Failure modes worth naming

  • Discount rate shopping: a 4% rate in the boutique business case, 9% in the group model.
  • Horizon inflation: stretching to 30 years to make this quarter's spend clear the bar.
  • Counting the inherited object as next-generation revenue.
  • Survivorship: lifespan fitted only on clients who returned.
  • Second-order effect on behaviour. Whatever LTV you publish, advisors will optimise against it. Rank on undiscounted totals and they will chase the client with the biggest promised future; rank on present value alone and nobody nurtures the 40-year-old who buys at 52. Publish both columns and let them see the spread.

🎬 [VIDEO: "Customer Lifetime Value Explained" - youtube.com/@HarvardBusinessReview - a concise walkthrough of LTV mechanics applicable across high-touch and low-frequency business models]

Knowledge check

1. Why does the standard LTV formula (AOV × Frequency × Lifespan) break down for a jewelry client base that includes both frequent scarf buyers and rare bridal buyers?

2. What is the core issue with estimating 'customer lifespan' for a bridal jewelry client based on 18 months of purchase history?
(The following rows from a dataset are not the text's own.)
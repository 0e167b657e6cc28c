//! Unix-second timestamps with reserved sentinel infinities.

use {
    chrono::{NaiveDate, NaiveDateTime},
    thiserror::Error,
};

/// Seconds since the Unix epoch, with two reserved sentinel values standing
/// in for an unbounded past/future. The sentinels compare as expected
/// (`MIN < everything < MAX`) but must never be added or subtracted.
pub type Time = i64;

pub const MIN: Time = i64::MIN;
pub const MAX: Time = i64::MAX;

#[derive(Error, Debug, PartialEq, Eq)]
pub enum TimeParseError {
    #[error("unparseable date '{0}'")]
    Unparseable(String),
}

/// Parses `YYYY-MM-DD` or `YYYY-MM-DDTHH:MM:SS`, both UTC, date-only implying
/// midnight. Never goes through floating point or local-timezone lookups.
pub fn parse(s: &str) -> Result<Time, TimeParseError> {
    if let Ok(dt) = NaiveDateTime::parse_from_str(s, "%Y-%m-%dT%H:%M:%S") {
        return Ok(dt.and_utc().timestamp());
    }
    if let Ok(date) = NaiveDate::parse_from_str(s, "%Y-%m-%d") {
        return Ok(date
            .and_hms_opt(0, 0, 0)
            .expect("midnight is always a valid time")
            .and_utc()
            .timestamp());
    }
    Err(TimeParseError::Unparseable(s.to_string()))
}
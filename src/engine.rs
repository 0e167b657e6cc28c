//! The operation dispatcher: wires the person registry, the two interval
//! stores, and the debt graph together, and runs a full ledger end to end.

use {
    crate::allocator,
    crate::debt_graph::DebtGraph,
    crate::error::EngineError,
    crate::interval_store::{IntervalStore, IntervalStoreError},
    crate::money,
    crate::parser::{self, Op},
    crate::registry::PersonRegistry,
    crate::time,
    std::io::BufRead,
};

/// Owns the registry, both interval stores, and the debt graph for one run.
/// Mirrors the source's `pdbs`/`npdbs` split: one `IntervalStore` for
/// presence, one for rent obligation, identical in structure, different in
/// which ops mutate them.
#[derive(Debug, Default)]
pub struct Engine {
    registry: PersonRegistry,
    presence: IntervalStore,
    obligation: IntervalStore,
    graph: DebtGraph,
}

impl Engine {
    pub fn new() -> Self {
        Self::default()
    }

    /// Reads `input` line by line, parsing and applying each record in
    /// order. Stops at the first error; no partial output.
    pub fn run<R: BufRead>(&mut self, input: R) -> Result<(), EngineError> {
        for (idx, line) in input.lines().enumerate() {
            let line_no = idx + 1;
            let line = line?;
            let op = parser::parse_line(&line).map_err(|source| EngineError::Parse {
                line: line_no,
                source,
            })?;
            if let Some(op) = op {
                log::debug!("line {line_no}: applying {op:?}");
                self.apply(op, line_no)?;
            }
        }
        Ok(())
    }

    fn apply(&mut self, op: Op, line_no: usize) -> Result<(), EngineError> {
        match op {
            Op::Start { time, nick } => {
                let p = self
                    .registry
                    .intern(&nick)
                    .map_err(|source| EngineError::Registry {
                        line: line_no,
                        source,
                    })?;
                self.presence.insert(p, time, time::MAX);
                self.obligation.insert(p, time, time::MAX);
            }
            Op::Stop { time: t, nick } => {
                let known = self.registry.lookup(&nick).is_some();
                let p = self
                    .registry
                    .intern_or_lookup(&nick)
                    .map_err(|source| EngineError::Registry {
                        line: line_no,
                        source,
                    })?;
                if known {
                    self.close_both(p, t, line_no)?;
                } else {
                    // retroactive [-inf, t) interval for a never-started nick
                    self.presence.insert(p, time::MIN, t);
                    self.obligation.insert(p, time::MIN, t);
                }
            }
            Op::Pause { time: t, nick } => {
                let p = self.resolve(&nick, line_no)?;
                self.presence
                    .close_open(p, t)
                    .map_err(|source| EngineError::IntervalStore {
                        line: line_no,
                        source,
                    })?;
            }
            Op::Resume { time: t, nick } => {
                let p = self.resolve(&nick, line_no)?;
                if self.presence.has_open(p) {
                    return Err(EngineError::IntervalStore {
                        line: line_no,
                        source: IntervalStoreError::AlreadyOpen(p),
                    });
                }
                self.presence.insert(p, t, time::MAX);
            }
            Op::Transfer {
                time: _,
                from_nick,
                to_nick,
                amount,
            } => {
                let from = self.resolve(&from_nick, line_no)?;
                let to = self.resolve(&to_nick, line_no)?;
                self.graph.add(from, to, amount);
            }
            Op::Buy {
                time: t,
                nick,
                amount,
            } => {
                let payer = self.resolve(&nick, line_no)?;
                allocator::allocate_buy(&mut self.graph, &self.obligation, payer, amount, t)
                    .map_err(|source| EngineError::Buy {
                        line: line_no,
                        source,
                    })?;
            }
            Op::Pay {
                time: _,
                nick,
                amount,
                window_start,
                window_end,
            } => {
                let payer = self.resolve(&nick, line_no)?;
                allocator::allocate_pay(
                    &mut self.graph,
                    &self.presence,
                    &self.obligation,
                    payer,
                    amount,
                    window_start,
                    window_end,
                );
            }
        }
        Ok(())
    }

    fn resolve(&self, nick: &str, line_no: usize) -> Result<u32, EngineError> {
        self.registry
            .lookup(nick)
            .ok_or_else(|| EngineError::UnknownNickname {
                line: line_no,
                nickname: nick.to_string(),
            })
    }

    fn close_both(&mut self, p: u32, t: time::Time, line_no: usize) -> Result<(), EngineError> {
        self.presence
            .close_open(p, t)
            .map_err(|source| EngineError::IntervalStore {
                line: line_no,
                source,
            })?;
        self.obligation
            .close_open(p, t)
            .map_err(|source| EngineError::IntervalStore {
                line: line_no,
                source,
            })
    }

    pub fn registry(&self) -> &PersonRegistry {
        &self.registry
    }

    pub fn presence(&self) -> &IntervalStore {
        &self.presence
    }

    pub fn obligation(&self) -> &IntervalStore {
        &self.obligation
    }

    /// One formatted line per non-zero debt edge.
    pub fn debt_lines(&self) -> Vec<String> {
        self.graph
            .iter_nonzero()
            .map(|(lo, hi, w)| {
                let lo_name = self.registry.name_of(lo);
                let hi_name = self.registry.name_of(hi);
                if w > 0 {
                    format!("{hi_name} owes {lo_name} {}€", money::format_cents(w))
                } else {
                    format!("{lo_name} owes {hi_name} {}€", money::format_cents(-w))
                }
            })
            .collect()
    }
}
//! ASCII timeline rendering for the `timeline` CLI subcommand. Read-only,
//! never consulted by the engine.

use {crate::interval_store::IntervalStore, crate::registry::PersonId, crate::time::Time};

/// One character per sample point in `[w0, w1)`, spaced `step` apart:
/// `#` present, `~` obligated but absent, `.` neither.
pub fn render(
    presence: &IntervalStore,
    obligation: &IntervalStore,
    owner: PersonId,
    w0: Time,
    w1: Time,
    step: Time,
) -> String {
    debug_assert!(step > 0, "rendering step must be positive");
    let mut bar = String::new();
    let mut t = w0;
    while t < w1 {
        let present = presence.intersect(t, t).any(|iv| iv.owner == owner);
        let obligated = obligation.intersect(t, t).any(|iv| iv.owner == owner);
        bar.push(if present {
            '#'
        } else if obligated {
            '~'
        } else {
            '.'
        });
        t += step;
    }
    bar
}
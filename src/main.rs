use {
    clap::{Arg, ArgAction, Command},
    hearth::{render, Engine},
    std::{
        fs::File,
        io::{self, BufRead, BufReader, Write},
        path::PathBuf,
        process::exit,
    },
};

fn app_version() -> String {
    let tag = option_env!("GITHUB_REF")
        .and_then(|github_ref| github_ref.strip_prefix("refs/tags/").map(|s| s.to_string()));

    tag.unwrap_or_else(|| match option_env!("GITHUB_SHA") {
        None => "devbuild".to_string(),
        Some(commit) => commit[..8].to_string(),
    })
}

fn reader_for(input: &Option<PathBuf>) -> io::Result<Box<dyn BufRead>> {
    match input {
        Some(path) => Ok(Box::new(BufReader::new(File::open(path)?))),
        None => Ok(Box::new(BufReader::new(io::stdin()))),
    }
}

fn main() {
    env_logger::Builder::from_env(env_logger::Env::default().default_filter_or("warn")).init();

    let app_version = app_version();
    let app = Command::new("hearth")
        .about("Computes pairwise household debt from a ledger of presence and billing events")
        .version(app_version)
        .subcommand_required(true)
        .arg_required_else_help(true)
        .arg(
            Arg::new("input")
                .long("input")
                .value_name("PATH")
                .global(true)
                .value_parser(clap::value_parser!(PathBuf))
                .help("Ledger file to read (defaults to stdin)"),
        )
        .arg(
            Arg::new("verbose")
                .short('v')
                .long("verbose")
                .action(ArgAction::Count)
                .global(true)
                .help("Raise diagnostic verbosity (repeatable)"),
        )
        .subcommand(
            Command::new("settle")
                .about("Process the ledger and print the net debt table"),
        )
        .subcommand(
            Command::new("timeline")
                .about("Render a person's presence/obligation timeline (debug)")
                .arg(Arg::new("nick").required(true).help("Nickname to render"))
                .arg(
                    Arg::new("window_start")
                        .required(true)
                        .help("Start date, YYYY-MM-DD"),
                )
                .arg(
                    Arg::new("window_end")
                        .required(true)
                        .help("End date, YYYY-MM-DD"),
                ),
        );

    let matches = app.get_matches();
    let input = matches.get_one::<PathBuf>("input").cloned();

    let result = match matches.subcommand() {
        Some(("settle", _)) => run_settle(&input),
        Some(("timeline", sub)) => run_timeline(
            &input,
            sub.get_one::<String>("nick").expect("required"),
            sub.get_one::<String>("window_start").expect("required"),
            sub.get_one::<String>("window_end").expect("required"),
        ),
        _ => unreachable!("subcommand_required(true) guarantees a match"),
    };

    if let Err(err) = result {
        log::error!("{err}");
        eprintln!("error: {err}");
        exit(1);
    }
}

fn run_settle(input: &Option<PathBuf>) -> Result<(), hearth::EngineError> {
    let reader = reader_for(input)?;
    let mut engine = Engine::new();
    engine.run(reader)?;

    let stdout = io::stdout();
    let mut out = stdout.lock();
    for line in engine.debt_lines() {
        writeln!(out, "{line}")?;
    }
    Ok(())
}

fn run_timeline(
    input: &Option<PathBuf>,
    nick: &str,
    window_start: &str,
    window_end: &str,
) -> Result<(), hearth::EngineError> {
    let reader = reader_for(input)?;
    let mut engine = Engine::new();
    engine.run(reader)?;

    let owner = match engine.registry().lookup(nick) {
        Some(id) => id,
        None => {
            eprintln!("unknown nickname '{nick}'");
            exit(1);
        }
    };
    let w0 = hearth::time::parse(window_start)
        .unwrap_or_else(|err| {
            eprintln!("{err}");
            exit(1);
        });
    let w1 = hearth::time::parse(window_end).unwrap_or_else(|err| {
        eprintln!("{err}");
        exit(1);
    });

    let bar = render::render(
        engine.presence(),
        engine.obligation(),
        owner,
        w0,
        w1,
        86_400,
    );
    println!("{nick} {bar}");
    Ok(())
}
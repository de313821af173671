//! Change notifications emitted by the store.
//!
//! Every committed mutation produces one [`ChangeEvent`] per affected entity
//! kind. Consumers subscribe through
//! [`TrackerStore::subscribe`](crate::storage::TrackerStore::subscribe) and
//! read events off an mpsc receiver instead of polling.

use chrono::{DateTime, Utc};
use serde::{Deserialize, Serialize};
use std::sync::mpsc::Receiver;

/// Entity kind a committed change applies to.
#[derive(Debug, Clone, Copy, PartialEq, Eq, Hash, Serialize, Deserialize)]
#[serde(rename_all = "snake_case")]
pub enum ChangeKind {
    Category,
    Tracker,
    Record,
}

/// A committed-change notification.
///
/// Delivery is after-commit and fire-and-forget: a slow or dropped
/// subscriber never blocks the mutation that produced the event.
#[derive(Debug, Clone, Copy, PartialEq, Eq, Serialize, Deserialize)]
pub struct ChangeEvent {
    pub kind: ChangeKind,
    pub at: DateTime<Utc>,
}

/// Identifier of an active subscription, used to unsubscribe.
pub type SubscriptionId = u64;

/// Receiving half of a store subscription.
///
/// Dropping the subscription stops delivery; the store prunes the dead
/// sender on its next notification pass. Call
/// [`TrackerStore::unsubscribe`](crate::storage::TrackerStore::unsubscribe)
/// with `id` to detach eagerly.
pub struct Subscription {
    pub id: SubscriptionId,
    pub events: Receiver<ChangeEvent>,
}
3. A jeweler wants to avoid 'overspending to acquire the wrong clients or underspending on the ones who quietly outperform everyone else.' What does this imply about how LTV should be used strategically?

MULTIPLE CHOICE

4. Select ALL correct answers about why standard LTV formulas, built for subscription apps and retail chains, distort reality for luxury jewelry brands.

Select all the correct answers.

MULTIPLE CHOICE

5. Select ALL correct answers describing the two distinct client patterns illustrated by the Hermès scarf buyer versus the bridal jewelry buyer example.

Select all the correct answers.

A working model

Household LTV (present value, horizon H)
= Σ_t  (expected purchase value_t × gross margin) / (1 + r)^t
+ Σ_t  (service & aftersales_t × margin)         / (1 + r)^t
+ P(next generation buys) × (first purchase × margin) / (1 + r)^g

r = company cost of capital, set centrally
t = years to each expected purchase, capped at H
H = the life of the decision being funded, stated on the page

Report it as two figures per household: present value inside the horizon, and the generational line beneath it, unmixed. The persistent one-to-one profile its own lesson describes is what feeds t; you are not guessing intervals, you are reading them off a relationship record.

Key takeaways

  • Horizon and discount rate decide the number before client behaviour does. State both, cap the horizon at the life of the decision, and set r once at the cost of capital.
  • A $70,000 purchase expected in year 12 is worth roughly $28,000 today at 8%. Far revenue counts, at about 40 cents on the dollar.
  • Calculate on gross margin, not revenue, and on the household key, not the buyer ID. Count gifted transactions once.
  • Service, restoration and resizing turn a two-purchase decade into a continuous cash line; include it or you understate every hard luxury client.
  • Generational value is real and small once discounted over 25 years and multiplied by an unobserved continuation rate. Report it separately, never inside the headline figure.
  • Fit lifespan on category decay curves, not on the clients who happened to come back.